BACKGROUND/AIMS: This study aimed to examine the gastroprotective effects of PMK-S005, which is a synthetic S-allyl-Lcysteine (SAC; a sulfur-containing amino acid), against acute ethanol-induced gastric damage in rats.

METHODS

Sprague- Dawley rats were divided into six groups, including a nonethanol group, groups treated with absolute ethanol 1 hour after pretreatment with various doses of PMK-S005 (1, 5, and 10 mg/kg) or rebamipide (50 mg/kg), and an absolute ethanolonly group. Ethanol-induced gross ulcer and mucus levels were measured. Myeloperoxidase, tumor necrosis factor a, interleukin 1β, PGE₂, LTB₄, cPLA₂, COX-1, and COX-2 levels were estimated by enzyme-linked immunosorbent assay or Western blot analysis. Furthermore, the protein expression levels of antioxidant enzymes, including heme oxygenase-1 (HO-1), NAD(P)Hquinine oxidoreductase 1 (NQO-1), GCLC, and GCLM, were assessed.

RESULTS

PMK-S005 significantly attenuated the ethanol-induced gastric damage; it reduced mucosal inflammatory cytokine production and increased mucus levels. The expression levels of cPLA₂, COX-1, and COX-2 were decreased by PMK-S005. PMK-S005 did not affect PGE₂ synthesis, but LTB₄ production was significantly suppressed.
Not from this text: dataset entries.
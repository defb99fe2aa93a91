pub mod analysis;
pub mod market;
pub mod plan;
pub mod tax;
use chrono::{Datelike, NaiveDate};
use rust_decimal::Decimal;
use rust_decimal_macros::dec;
use serde::{Deserialize, Serialize};
use std::collections::BTreeMap;

use crate::error::ValidationIssue;
use crate::math::compound;
use crate::tax::VorabpauschaleDetails;
use crate::types::{Granularity, Money, Rate, Year};

// ---------------------------------------------------------------------------
// Types
// ---------------------------------------------------------------------------

/// A recurring savings plan (Sparplan) or, when `start == end`, a one-time
/// payment (Einmalzahlung).
#[derive(Debug, Clone, PartialEq, Serialize, Deserialize)]
pub struct SavingsPlan {
    pub id: String,
    pub start: NaiveDate,
    #[serde(default)]
    pub end: Option<NaiveDate>,
    /// Yearly amount for recurring plans, the full amount for one-time payments.
    pub annual_amount: Money,
    /// Total expense ratio, subtracted from the annual return.
    #[serde(default)]
    pub ter: Option<Rate>,
    #[serde(default)]
    pub transaction_cost_percent: Option<Rate>,
    /// Fixed cost per execution.
    #[serde(default)]
    pub transaction_cost_absolute: Option<Money>,
    /// Contributions grow with the accumulation inflation rate from the
    /// plan's start year.
    #[serde(default)]
    pub inflation_adjusted: bool,
}

/// Result of one element for one year.
#[derive(Debug, Clone, PartialEq, Serialize, Deserialize)]
pub struct ElementYearResult {
    pub start_capital: Money,
    pub contribution: Money,
    pub costs: Money,
    pub interest_earned: Money,
    pub tax_paid: Money,
    pub vorabpauschale_details: VorabpauschaleDetails,
    pub end_capital: Money,
}

/// One contribution event on the calendar with its own capital trajectory.
#[derive(Debug, Clone, PartialEq, Serialize, Deserialize)]
pub struct SimulationElement {
    pub id: String,
    pub plan_id: String,
    pub date: NaiveDate,
    pub gross_amount: Money,
    pub costs: Money,
    /// Amount actually invested.
    pub net_amount: Money,
    pub ter: Rate,
    /// Months the contribution is invested in its first year.
    pub first_year_months: u32,
    pub capital: Money,
    /// Acquisition cost plus taxed Vorabpauschalen.
    pub cost_basis: Money,
    pub results: BTreeMap<Year, ElementYearResult>,
}

impl SavingsPlan {
    pub fn is_one_time(&self) -> bool {
        self.end == Some(self.start)
    }

    fn costs_for(&self, amount: Money) -> Money {
        let pct = self.transaction_cost_percent.unwrap_or(Decimal::ZERO);
        let abs = self.transaction_cost_absolute.unwrap_or(Decimal::ZERO);
        (amount * pct + abs).min(amount).max(Decimal::ZERO)
    }

    fn element(&self, id: String, date: NaiveDate, amount: Money, first_year_months: u32) -> SimulationElement {
        let costs = self.costs_for(amount);
        SimulationElement {
            id,
            plan_id: self.id.clone(),
            date,
            gross_amount: amount,
            costs,
            net_amount: amount - costs,
            ter: self.ter.unwrap_or(Decimal::ZERO),
            first_year_months,
            capital: Decimal::ZERO,
            cost_basis: Decimal::ZERO,
            results: BTreeMap::new(),
        }
    }

    fn inflation_factor(&self, year: Year, inflation: Rate) -> Decimal {
        if !self.inflation_adjusted {
            return Decimal::ONE;
        }
        let years = (year - self.start.year()).max(0) as u32;
        compound(inflation, years)
    }

    /// Collect configuration problems for the plan at `index`.
    pub fn validate(&self, index: usize) -> Vec<ValidationIssue> {
        let field = |name: &str| format!("plans[{index}].{name}");
        let mut issues = Vec::new();
        if self.id.trim().is_empty() {
            issues.push(ValidationIssue::new(field("id"), "Sparplan braucht eine ID."));
        }
        if let Some(end) = self.end {
            if end < self.start {
                issues.push(ValidationIssue::new(
                    field("end"),
                    "Enddatum liegt vor dem Startdatum.",
                ));
            }
        }
        if self.annual_amount < Decimal::ZERO {
            issues.push(ValidationIssue::new(
                field("annual_amount"),
                "Betrag darf nicht negativ sein.",
            ));
        }
        if let Some(ter) = self.ter {
            if ter < Decimal::ZERO || ter > dec!(0.1) {
                issues.push(ValidationIssue::new(
                    field("ter"),
                    "TER muss zwischen 0 und 0.1 liegen.",
                ));
            }
        }
        if let Some(pct) = self.transaction_cost_percent {
            if pct < Decimal::ZERO || pct > Decimal::ONE {
                issues.push(ValidationIssue::new(
                    field("transaction_cost_percent"),
                    "Transaktionskosten müssen zwischen 0 und 1 liegen.",
                ));
            }
        }
        if self.transaction_cost_absolute.is_some_and(|c| c < Decimal::ZERO) {
            issues.push(ValidationIssue::new(
                field("transaction_cost_absolute"),
                "Transaktionskosten dürfen nicht negativ sein.",
            ));
        }
        issues
    }
}

// ---------------------------------------------------------------------------
// Expansion
// ---------------------------------------------------------------------------

/// Expand plans into contribution events inside `[start_year, end_year]`,
/// ordered by date (ties keep plan order).
///
/// Yearly: one event per plan and year on January 1 worth
/// `annual_amount * active_months / 12`, invested the whole year.
/// Monthly: one event per active month on its first day worth
/// `annual_amount / 12`, invested `13 - month` months in its first year.
/// One-time payments before `start_year` are credited on January 1 of
/// `start_year`.
pub fn expand_plans(
    plans: &[SavingsPlan],
    start_year: Year,
    end_year: Year,
    granularity: Granularity,
    inflation_rate: Rate,
) -> Vec<SimulationElement> {
    let mut elements = Vec::new();
    for plan in plans {
        if plan.annual_amount.is_zero() {
            continue;
        }
        if plan.is_one_time() {
            expand_one_time(plan, start_year, end_year, granularity, &mut elements);
            continue;
        }
        let first = plan.start.year().max(start_year);
        let last = plan.end.map(|e| e.year()).unwrap_or(end_year).min(end_year);
        for year in first..=last {
            let from_month = if year == plan.start.year() { plan.start.month() } else { 1 };
            let to_month = match plan.end {
                Some(end) if end.year() == year => end.month(),
                _ => 12,
            };
            if to_month < from_month {
                continue;
            }
            let factor = plan.inflation_factor(year, inflation_rate);
            match granularity {
                Granularity::Yearly => {
                    let months = to_month - from_month + 1;
                    let amount = plan.annual_amount * Decimal::from(months) / dec!(12) * factor;
                    if let Some(date) = NaiveDate::from_ymd_opt(year, 1, 1) {
                        elements.push(plan.element(format!("{}-{year}", plan.id), date, amount, 12));
                    }
                }
                Granularity::Monthly => {
                    let amount = plan.annual_amount / dec!(12) * factor;
                    for month in from_month..=to_month {
                        if let Some(date) = NaiveDate::from_ymd_opt(year, month, 1) {
                            elements.push(plan.element(
                                format!("{}-{year}-{month:02}", plan.id),
                                date,
                                amount,
                                13 - month,
                            ));
                        }
                    }
                }
            }
        }
    }
    // stable: same-date events stay in plan order
    elements.sort_by_key(|e| e.date);
    elements
}

fn expand_one_time(
    plan: &SavingsPlan,
    start_year: Year,
    end_year: Year,
    granularity: Granularity,
    out: &mut Vec<SimulationElement>,
) {
    if plan.start.year() > end_year {
        return;
    }
    let (date, months) = if plan.start.year() < start_year {
        match NaiveDate::from_ymd_opt(start_year, 1, 1) {
            Some(d) => (d, 12),
            None => return,
        }
    } else {
        match granularity {
            Granularity::Yearly => match NaiveDate::from_ymd_opt(plan.start.year(), 1, 1) {
                Some(d) => (d, 12),
                None => return,
            },
            Granularity::Monthly => (plan.start, 13 - plan.start.month()),
        }
    };
    out.push(plan.element(plan.id.clone(), date, plan.annual_amount, months));
}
In addition, long-term administration of PMKS005 significantly increased the expression of HO-1, NQO-1, GCLC, and GCLM.

CONCLUSIONS

These results strongly suggest that PMK-S005 prevents gastric mucosal damage and that these gastroprotective activities are due to anti-inflammatory effects and enhancement of the gastric defense system, including antioxidant enzymes.